[Stored data entries]
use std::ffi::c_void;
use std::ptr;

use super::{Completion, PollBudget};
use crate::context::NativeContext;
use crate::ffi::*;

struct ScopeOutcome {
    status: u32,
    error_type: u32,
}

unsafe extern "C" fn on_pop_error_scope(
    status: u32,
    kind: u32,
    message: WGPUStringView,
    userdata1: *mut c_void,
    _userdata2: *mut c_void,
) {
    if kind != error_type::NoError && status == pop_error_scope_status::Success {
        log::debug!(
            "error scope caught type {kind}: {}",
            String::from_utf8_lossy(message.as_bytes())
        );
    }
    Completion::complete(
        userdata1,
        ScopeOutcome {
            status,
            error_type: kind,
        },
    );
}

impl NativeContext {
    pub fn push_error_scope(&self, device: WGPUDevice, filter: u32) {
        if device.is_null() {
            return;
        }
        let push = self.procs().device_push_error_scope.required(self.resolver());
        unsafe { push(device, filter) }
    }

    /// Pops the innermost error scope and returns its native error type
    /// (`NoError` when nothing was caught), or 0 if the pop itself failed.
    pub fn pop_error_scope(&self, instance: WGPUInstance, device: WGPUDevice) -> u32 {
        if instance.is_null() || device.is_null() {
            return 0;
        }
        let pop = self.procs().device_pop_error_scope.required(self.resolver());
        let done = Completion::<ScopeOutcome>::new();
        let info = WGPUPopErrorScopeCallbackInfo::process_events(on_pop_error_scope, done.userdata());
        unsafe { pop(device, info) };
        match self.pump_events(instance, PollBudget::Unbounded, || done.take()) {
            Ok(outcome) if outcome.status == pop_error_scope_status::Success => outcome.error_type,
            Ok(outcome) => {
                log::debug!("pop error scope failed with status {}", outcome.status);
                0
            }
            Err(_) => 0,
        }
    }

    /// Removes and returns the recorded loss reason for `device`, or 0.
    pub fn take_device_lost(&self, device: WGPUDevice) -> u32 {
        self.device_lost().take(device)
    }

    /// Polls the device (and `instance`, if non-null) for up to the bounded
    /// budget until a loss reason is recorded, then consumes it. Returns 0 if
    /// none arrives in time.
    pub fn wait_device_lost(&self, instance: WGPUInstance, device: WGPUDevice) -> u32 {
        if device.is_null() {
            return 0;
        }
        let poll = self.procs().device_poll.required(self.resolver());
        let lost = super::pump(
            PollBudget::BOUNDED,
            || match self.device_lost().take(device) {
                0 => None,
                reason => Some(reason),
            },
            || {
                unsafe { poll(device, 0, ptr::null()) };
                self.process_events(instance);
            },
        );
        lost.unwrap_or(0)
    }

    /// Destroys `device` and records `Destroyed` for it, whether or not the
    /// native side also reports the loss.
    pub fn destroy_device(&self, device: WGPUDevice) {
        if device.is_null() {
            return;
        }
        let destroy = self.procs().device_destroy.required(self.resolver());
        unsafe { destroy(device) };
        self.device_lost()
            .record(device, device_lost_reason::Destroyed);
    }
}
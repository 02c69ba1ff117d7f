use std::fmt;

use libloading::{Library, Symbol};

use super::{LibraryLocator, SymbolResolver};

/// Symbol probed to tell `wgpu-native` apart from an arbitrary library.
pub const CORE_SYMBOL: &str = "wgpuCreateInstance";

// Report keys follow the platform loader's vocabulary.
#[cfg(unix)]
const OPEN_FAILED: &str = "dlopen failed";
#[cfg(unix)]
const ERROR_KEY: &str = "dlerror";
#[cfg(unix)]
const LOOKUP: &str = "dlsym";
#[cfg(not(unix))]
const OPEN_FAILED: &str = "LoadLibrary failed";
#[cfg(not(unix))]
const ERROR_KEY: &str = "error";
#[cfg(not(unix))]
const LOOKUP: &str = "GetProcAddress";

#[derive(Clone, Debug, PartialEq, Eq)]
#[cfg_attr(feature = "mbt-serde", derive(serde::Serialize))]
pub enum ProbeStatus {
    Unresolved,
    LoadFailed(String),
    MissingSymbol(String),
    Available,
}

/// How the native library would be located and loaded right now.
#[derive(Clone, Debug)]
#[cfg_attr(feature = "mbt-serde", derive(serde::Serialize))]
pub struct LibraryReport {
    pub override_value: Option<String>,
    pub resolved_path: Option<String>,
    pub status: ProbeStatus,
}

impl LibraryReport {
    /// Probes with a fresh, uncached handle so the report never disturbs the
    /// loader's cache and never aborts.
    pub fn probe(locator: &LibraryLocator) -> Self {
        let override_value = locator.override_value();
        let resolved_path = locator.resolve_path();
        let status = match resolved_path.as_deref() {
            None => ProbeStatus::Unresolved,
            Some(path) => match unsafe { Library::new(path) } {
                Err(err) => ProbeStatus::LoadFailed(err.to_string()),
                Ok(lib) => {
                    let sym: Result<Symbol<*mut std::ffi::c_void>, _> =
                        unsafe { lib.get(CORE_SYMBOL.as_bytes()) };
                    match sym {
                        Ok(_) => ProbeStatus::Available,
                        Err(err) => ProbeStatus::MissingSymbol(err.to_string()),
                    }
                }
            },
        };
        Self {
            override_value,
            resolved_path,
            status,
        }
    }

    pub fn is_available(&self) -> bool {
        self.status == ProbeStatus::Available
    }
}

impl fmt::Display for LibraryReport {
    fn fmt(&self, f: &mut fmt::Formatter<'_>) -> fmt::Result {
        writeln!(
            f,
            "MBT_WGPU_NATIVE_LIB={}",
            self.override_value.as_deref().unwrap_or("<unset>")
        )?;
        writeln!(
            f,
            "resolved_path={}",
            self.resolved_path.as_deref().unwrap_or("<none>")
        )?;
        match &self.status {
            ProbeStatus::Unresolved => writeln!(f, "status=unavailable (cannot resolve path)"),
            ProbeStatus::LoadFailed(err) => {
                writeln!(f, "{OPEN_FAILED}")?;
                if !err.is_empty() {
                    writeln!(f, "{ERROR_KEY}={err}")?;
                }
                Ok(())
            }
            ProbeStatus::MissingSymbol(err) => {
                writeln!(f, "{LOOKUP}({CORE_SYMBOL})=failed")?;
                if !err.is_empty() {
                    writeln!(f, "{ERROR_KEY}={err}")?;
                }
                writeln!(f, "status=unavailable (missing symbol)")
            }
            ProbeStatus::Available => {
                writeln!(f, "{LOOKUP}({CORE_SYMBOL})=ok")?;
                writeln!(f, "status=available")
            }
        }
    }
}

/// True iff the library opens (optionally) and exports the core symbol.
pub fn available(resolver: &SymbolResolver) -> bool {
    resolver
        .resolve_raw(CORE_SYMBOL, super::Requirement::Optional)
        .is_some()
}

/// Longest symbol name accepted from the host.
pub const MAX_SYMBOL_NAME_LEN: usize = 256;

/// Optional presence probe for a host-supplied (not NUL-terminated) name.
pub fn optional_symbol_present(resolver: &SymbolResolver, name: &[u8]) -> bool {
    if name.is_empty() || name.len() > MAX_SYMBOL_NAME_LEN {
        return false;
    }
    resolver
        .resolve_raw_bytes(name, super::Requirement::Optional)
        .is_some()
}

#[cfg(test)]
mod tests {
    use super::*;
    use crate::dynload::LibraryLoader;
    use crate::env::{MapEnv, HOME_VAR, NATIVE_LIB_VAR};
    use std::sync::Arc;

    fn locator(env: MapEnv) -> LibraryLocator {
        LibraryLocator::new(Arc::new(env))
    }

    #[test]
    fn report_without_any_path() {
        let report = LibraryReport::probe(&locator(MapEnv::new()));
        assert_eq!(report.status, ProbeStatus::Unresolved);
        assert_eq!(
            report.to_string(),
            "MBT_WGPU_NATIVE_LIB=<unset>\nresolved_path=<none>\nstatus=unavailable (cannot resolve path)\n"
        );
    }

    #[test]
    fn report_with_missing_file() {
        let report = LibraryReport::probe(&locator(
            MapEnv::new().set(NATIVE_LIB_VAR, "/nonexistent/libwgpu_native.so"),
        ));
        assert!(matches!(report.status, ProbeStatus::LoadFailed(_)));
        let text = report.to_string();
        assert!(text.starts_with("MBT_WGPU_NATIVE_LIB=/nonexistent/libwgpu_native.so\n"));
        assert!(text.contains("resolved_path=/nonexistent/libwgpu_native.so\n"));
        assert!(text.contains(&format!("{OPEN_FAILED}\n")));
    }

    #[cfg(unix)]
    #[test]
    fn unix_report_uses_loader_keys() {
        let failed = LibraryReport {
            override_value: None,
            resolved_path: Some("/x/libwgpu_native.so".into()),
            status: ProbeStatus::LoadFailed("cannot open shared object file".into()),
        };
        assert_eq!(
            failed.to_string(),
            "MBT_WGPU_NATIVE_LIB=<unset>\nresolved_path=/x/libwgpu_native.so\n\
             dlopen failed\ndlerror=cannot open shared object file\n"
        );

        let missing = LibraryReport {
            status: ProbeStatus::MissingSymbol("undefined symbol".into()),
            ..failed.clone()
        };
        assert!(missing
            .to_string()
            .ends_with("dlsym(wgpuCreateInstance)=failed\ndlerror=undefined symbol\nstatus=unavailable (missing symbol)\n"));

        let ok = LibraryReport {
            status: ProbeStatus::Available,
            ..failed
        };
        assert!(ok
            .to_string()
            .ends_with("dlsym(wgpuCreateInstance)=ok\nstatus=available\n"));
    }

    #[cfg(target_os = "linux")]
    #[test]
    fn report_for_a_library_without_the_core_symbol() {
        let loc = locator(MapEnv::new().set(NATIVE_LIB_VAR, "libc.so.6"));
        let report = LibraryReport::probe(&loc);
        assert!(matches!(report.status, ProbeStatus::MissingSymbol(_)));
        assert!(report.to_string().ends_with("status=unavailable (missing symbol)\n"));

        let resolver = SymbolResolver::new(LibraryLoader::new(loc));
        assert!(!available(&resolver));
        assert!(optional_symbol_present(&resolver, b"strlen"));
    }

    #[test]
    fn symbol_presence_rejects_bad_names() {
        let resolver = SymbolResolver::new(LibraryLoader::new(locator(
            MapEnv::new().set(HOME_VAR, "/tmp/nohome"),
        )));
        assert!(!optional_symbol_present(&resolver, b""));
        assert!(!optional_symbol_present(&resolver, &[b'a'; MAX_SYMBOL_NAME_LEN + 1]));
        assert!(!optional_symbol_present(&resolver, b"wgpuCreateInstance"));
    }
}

◆ What is expected:
Above are some records; copy exactly the lines from the one with "use crate::ffi::*;" through the one with "match self.pump_events(instance, PollBudget::Unbounded, ||", both included, and no others.

◆ Response below:
use crate::ffi::*;

struct ScopeOutcome {
    status: u32,
    error_type: u32,
}

unsafe extern "C" fn on_pop_error_scope(
    status: u32,
    kind: u32,
    message: WGPUStringView,
    userdata1: *mut c_void,
    _userdata2: *mut c_void,
) {
    if kind != error_type::NoError && status == pop_error_scope_status::Success {
        log::debug!(
            "error scope caught type {kind}: {}",
            String::from_utf8_lossy(message.as_bytes())
        );
    }
    Completion::complete(
        userdata1,
        ScopeOutcome {
            status,
            error_type: kind,
        },
    );
}

impl NativeContext {
    pub fn push_error_scope(&self, device: WGPUDevice, filter: u32) {
        if device.is_null() {
            return;
        }
        let push = self.procs().device_push_error_scope.required(self.resolver());
        unsafe { push(device, filter) }
    }

    /// Pops the innermost error scope and returns its native error type
    /// (`NoError` when nothing was caught), or 0 if the pop itself failed.
    pub fn pop_error_scope(&self, instance: WGPUInstance, device: WGPUDevice) -> u32 {
        if instance.is_null() || device.is_null() {
            return 0;
        }
        let pop = self.procs().device_pop_error_scope.required(self.resolver());
        let done = Completion::<ScopeOutcome>::new();
        let info = WGPUPopErrorScopeCallbackInfo::process_events(on_pop_error_scope, done.userdata());
        unsafe { pop(device, info) };
        match self.pump_events(instance, PollBudget::Unbounded, || done.take()) {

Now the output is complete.